Genetic heterogeneity is a common feature of many diseases, with different causal variants, or mutations, present in different individuals with the disease. Genetic heterogeneity complicates the identification of the genetic basis of disease, as any modest sized study will contain individuals with different causal genetic variants. One reason for this heterogeneity is that causal variants are present in groups of genes that interact in various cellular signaling and regulatory pathways. Genetic heterogeneity demands the testing of combinations of variants, rather than individual variants, for association with a disease. However, while individual variants can be tested exhaustively for association, combinations of variants cannot, as there are too many combinations to test, and the number of samples required for statistical significance would be astronomical.
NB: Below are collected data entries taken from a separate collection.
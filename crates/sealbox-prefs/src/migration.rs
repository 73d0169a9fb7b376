//! Preference table schema.
//!
//! There is a single schema. Its version is kept in SQLite's `user_version`
//! header field; a database stamped by a newer build is refused rather than
//! read with the wrong layout.

use rusqlite::Connection;
use tracing::{debug, info};

use crate::error::{PrefsError, PrefsResult};

/// Schema version written by this build.
pub const SCHEMA_VERSION: u32 = 1;

const SCHEMA: &str = "
    CREATE TABLE IF NOT EXISTS preferences (
        namespace  TEXT NOT NULL,
        key        TEXT NOT NULL,
        kind       TEXT NOT NULL CHECK(kind IN ('text','int','float','bool','text_set')),
        value      BLOB,
        PRIMARY KEY (namespace, key)
    ) WITHOUT ROWID;
";

/// Create the preference table on a fresh database and stamp its version.
///
/// Does nothing when the database is already at [`SCHEMA_VERSION`].
pub fn ensure_schema(conn: &Connection) -> PrefsResult<()> {
    let found = current_version(conn)?;
    if found == SCHEMA_VERSION {
        debug!(version = found, "preference schema up to date");
        return Ok(());
    }
    if found > SCHEMA_VERSION {
        return Err(PrefsError::UnsupportedSchema {
            found,
            supported: SCHEMA_VERSION,
        });
    }

    let tx = conn.unchecked_transaction()?;
    tx.execute_batch(SCHEMA)?;
    tx.pragma_update(None, "user_version", SCHEMA_VERSION)?;
    tx.commit()?;

    info!(version = SCHEMA_VERSION, "preference schema created");
    Ok(())
}

/// Schema version stamped on `conn`, 0 for an empty database.
pub fn current_version(conn: &Connection) -> PrefsResult<u32> {
    Ok(conn.pragma_query_value(None, "user_version", |row| row.get(0))?)
}
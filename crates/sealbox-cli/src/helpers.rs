//! Shared helper functions used across CLI subcommands.

use anyhow::{Context, Result};
use sealbox_keychain::KeychainConfig;
use tracing_subscriber::EnvFilter;

use crate::cli::Cli;

// ---------------------------------------------------------------------------
// Tracing
// ---------------------------------------------------------------------------

/// Initialize the tracing subscriber with the given default log level.
///
/// `RUST_LOG` wins over `default_level` when set. Logs go to stderr so
/// command output on stdout stays clean.
pub fn init_tracing(default_level: &str) {
    let filter =
        EnvFilter::try_from_default_env().unwrap_or_else(|_| EnvFilter::new(default_level));

    tracing_subscriber::fmt()
        .with_env_filter(filter)
        .with_target(false)
        .with_writer(std::io::stderr)
        .compact()
        .init();
}

// ---------------------------------------------------------------------------
// Configuration
// ---------------------------------------------------------------------------

/// Resolve the effective configuration: file, then `SEALBOX_*` variables,
/// then command-line flags.
pub fn load_config(cli: &Cli) -> Result<KeychainConfig> {
    let mut config = KeychainConfig::load(&cli.config)
        .with_context(|| format!("failed to load {}", cli.config.display()))?
        .apply_env()
        .context("invalid SEALBOX_* environment")?;

    if let Some(dir) = &cli.data_dir {
        config = config.with_data_dir(dir);
    }
    if let Some(level) = &cli.log_level {
        config = config.with_log_level(level);
    }
    Ok(config)
}
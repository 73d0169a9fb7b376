//! Keychain configuration.
//!
//! [`KeychainConfig`] says where the preference database and the key file
//! live and which backend policy the factory follows. Values come from, in
//! increasing precedence: [`Default`], a TOML file ([`KeychainConfig::load`]),
//! `SEALBOX_*` environment variables ([`KeychainConfig::apply_env`]) and the
//! builder-style `with_*` setters.

use std::path::{Path, PathBuf};
use std::str::FromStr;

use serde::{Deserialize, Serialize};
use tracing::{info, warn};

use crate::error::{KeychainError, Result};
use crate::provider::FileKeyProvider;

/// Backend policy applied by the [`KeychainFactory`](crate::KeychainFactory).
#[derive(Debug, Clone, Copy, Default, PartialEq, Eq, Serialize, Deserialize)]
#[serde(rename_all = "snake_case")]
pub enum FactoryMode {
    /// Encrypt when the self-test passes, otherwise fall back to legacy.
    #[default]
    Automatic,
    /// Refuse to hand out plaintext keychains for new namespaces.
    EncryptedOnly,
    /// Never move namespaces to encrypted storage.
    LegacyOnly,
}

impl FromStr for FactoryMode {
    type Err = KeychainError;

    fn from_str(s: &str) -> Result<Self> {
        match s.trim().to_ascii_lowercase().replace('-', "_").as_str() {
            "automatic" | "auto" => Ok(Self::Automatic),
            "encrypted_only" | "encrypted" => Ok(Self::EncryptedOnly),
            "legacy_only" | "legacy" => Ok(Self::LegacyOnly),
            other => Err(KeychainError::Config {
                reason: format!("unknown keychain mode {other:?}"),
            }),
        }
    }
}

impl std::fmt::Display for FactoryMode {
    fn fmt(&self, f: &mut std::fmt::Formatter<'_>) -> std::fmt::Result {
        let name = match self {
            Self::Automatic => "automatic",
            Self::EncryptedOnly => "encrypted_only",
            Self::LegacyOnly => "legacy_only",
        };
        f.write_str(name)
    }
}

/// Storage locations and policy for the keychain.
#[derive(Debug, Clone, PartialEq, Eq, Serialize, Deserialize)]
#[serde(default)]
pub struct KeychainConfig {
    /// Directory holding the database and key file unless they are set
    /// explicitly.
    ///
    /// Default: **`./data`**.
    pub data_dir: PathBuf,

    /// Preference database. Default: `<data_dir>/sealbox.db`.
    pub database_path: Option<PathBuf>,

    /// Wrapped key file used by the file key provider.
    /// Default: `<data_dir>/keychain.key`.
    pub key_file: Option<PathBuf>,

    /// Backend policy. Default: **automatic**.
    pub mode: FactoryMode,

    /// `tracing` filter directive used by the CLI. Default: **`info`**.
    pub log_level: String,
}

impl Default for KeychainConfig {
    fn default() -> Self {
        Self {
            data_dir: PathBuf::from("data"),
            database_path: None,
            key_file: None,
            mode: FactoryMode::Automatic,
            log_level: "info".to_string(),
        }
    }
}

impl KeychainConfig {
    pub fn new() -> Self {
        Self::default()
    }

    /// Read a TOML configuration file.
    ///
    /// A missing file yields the defaults.
    pub fn load(path: &Path) -> Result<Self> {
        if !path.exists() {
            warn!(path = %path.display(), "configuration file does not exist, using defaults");
            return Ok(Self::default());
        }

        let content = std::fs::read_to_string(path)?;
        let config: Self = toml::from_str(&content).map_err(|e| KeychainError::Config {
            reason: format!("failed to parse {}: {e}", path.display()),
        })?;

        info!(path = %path.display(), "configuration loaded");
        Ok(config)
    }

    /// Serialise to TOML.
    pub fn to_toml(&self) -> Result<String> {
        toml::to_string_pretty(self).map_err(|e| KeychainError::Config {
            reason: format!("failed to serialise configuration: {e}"),
        })
    }

    /// Override fields from `SEALBOX_*` environment variables.
    pub fn apply_env(self) -> Result<Self> {
        self.apply_vars(|name| std::env::var(name).ok())
    }

    /// Override fields from a variable lookup.
    pub fn apply_vars<F>(mut self, lookup: F) -> Result<Self>
    where
        F: Fn(&str) -> Option<String>,
    {
        let get = |name: &str| lookup(name).filter(|value| !value.trim().is_empty());

        if let Some(dir) = get("SEALBOX_DATA_DIR") {
            self.data_dir = PathBuf::from(dir);
        }
        if let Some(db) = get("SEALBOX_DATABASE") {
            self.database_path = Some(PathBuf::from(db));
        }
        if let Some(key_file) = get("SEALBOX_KEY_FILE") {
            self.key_file = Some(PathBuf::from(key_file));
        }
        if let Some(mode) = get("SEALBOX_MODE") {
            self.mode = mode.parse()?;
        }
        if let Some(level) = get("SEALBOX_LOG_LEVEL") {
            self.log_level = level;
        }
        Ok(self)
    }

    pub fn with_data_dir(mut self, dir: impl Into<PathBuf>) -> Self {
        self.data_dir = dir.into();
        self
    }

    pub fn with_database_path(mut self, path: impl Into<PathBuf>) -> Self {
        self.database_path = Some(path.into());
        self
    }

    pub fn with_key_file(mut self, path: impl Into<PathBuf>) -> Self {
        self.key_file = Some(path.into());
        self
    }

    pub fn with_mode(mut self, mode: FactoryMode) -> Self {
        self.mode = mode;
        self
    }

    pub fn with_log_level(mut self, level: impl Into<String>) -> Self {
        self.log_level = level.into();
        self
    }

    /// Effective database path.
    pub fn database_path(&self) -> PathBuf {
        self.database_path
            .clone()
            .unwrap_or_else(|| self.data_dir.join("sealbox.db"))
    }

    /// Effective key file path.
    pub fn key_file(&self) -> PathBuf {
        self.key_file
            .clone()
            .unwrap_or_else(|| FileKeyProvider::default_path(&self.data_dir))
    }
}

#[cfg(test)]
mod tests {
    use super::*;
    use std::collections::HashMap;

    #[test]
    fn defaults_derive_paths_from_data_dir() {
        let config = KeychainConfig::new().with_data_dir("/var/lib/sealbox");
        assert_eq!(config.database_path(), PathBuf::from("/var/lib/sealbox/sealbox.db"));
        assert_eq!(config.key_file(), PathBuf::from("/var/lib/sealbox/keychain.key"));
        assert_eq!(config.mode, FactoryMode::Automatic);
    }

    #[test]
    fn missing_file_gives_defaults() {
        let dir = tempfile::tempdir().unwrap();
        let config = KeychainConfig::load(&dir.path().join("absent.toml")).unwrap();
        assert_eq!(config, KeychainConfig::default());
    }

    #[test]
    fn loads_partial_toml() {
        let dir = tempfile::tempdir().unwrap();
        let path = dir.path().join("sealbox.toml");
        std::fs::write(&path, "data_dir = \"/srv\"\nmode = \"legacy_only\"\n").unwrap();

        let config = KeychainConfig::load(&path).unwrap();
        assert_eq!(config.data_dir, PathBuf::from("/srv"));
        assert_eq!(config.mode, FactoryMode::LegacyOnly);
        assert_eq!(config.log_level, "info");
    }

    #[test]
    fn rejects_malformed_toml() {
        let dir = tempfile::tempdir().unwrap();
        let path = dir.path().join("bad.toml");
        std::fs::write(&path, "mode = \"sometimes\"").unwrap();
        assert!(matches!(
            KeychainConfig::load(&path),
            Err(KeychainError::Config { .. })
        ));
    }

    #[test]
    fn env_overrides_fields() {
        let vars = HashMap::from([
            ("SEALBOX_DATABASE", "/tmp/x.db"),
            ("SEALBOX_MODE", "encrypted-only"),
            ("SEALBOX_LOG_LEVEL", "debug"),
            ("SEALBOX_KEY_FILE", ""),
        ]);
        let config = KeychainConfig::default()
            .apply_vars(|name| vars.get(name).map(|v| v.to_string()))
            .unwrap();

        assert_eq!(config.database_path(), PathBuf::from("/tmp/x.db"));
        assert_eq!(config.mode, FactoryMode::EncryptedOnly);
        assert_eq!(config.log_level, "debug");
        assert_eq!(config.key_file, None);
    }

    #[test]
    fn toml_round_trip() {
        let config = KeychainConfig::default().with_key_file("/k").with_mode(FactoryMode::LegacyOnly);
        let parsed: KeychainConfig = toml::from_str(&config.to_toml().unwrap()).unwrap();
        assert_eq!(parsed, config);
    }

    #[test]
    fn unknown_mode_is_config_error() {
        assert!("sometimes".parse::<FactoryMode>().is_err());
        assert_eq!("AUTO".parse::<FactoryMode>().unwrap(), FactoryMode::Automatic);
    }
}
We propose to develop new computational and statistical approaches to identify combinations of variants that are associated with a disease. In contrast to existing approaches, we do not restrict attention to known pathways or groups of genes a priori. Rather, our algorithms utilize genome-scale interaction networks and combinational/statistical constraints to identify combinations of variants and rigorously assess their statistical significance. Further, we extend these approaches to find associations between combinations of variants and various clinical parameters such as survival time or response to treatment. We will apply these techniques to cancer genome sequencing projects including The Cancer Genome Atlas (TCGA), in collaboration with several biomedical research groups. Successful completion of the proposed research will facilitate the study of genetically heterogeneous diseases - and in particular cancer - using only a modest number of samples that is attainable with present DNA sequencing technologies.

Public Health Relevance

Identifying the inherited genetic differences associated with a disease and the acquired mutations that lead to cancer are major challenges in medicine. Next-generation DNA sequencing technologies enable measurement of these genetic variants, but interpreting the resulting data demands new computational and statistical approaches. This is particularly true as many diseases are heterogeneous, with many possible genetic causes. We will develop novel algorithms to aid in the discovery of disease-causing genetic variants that will enable better diagnostics and/or personalized treatments for various diseases.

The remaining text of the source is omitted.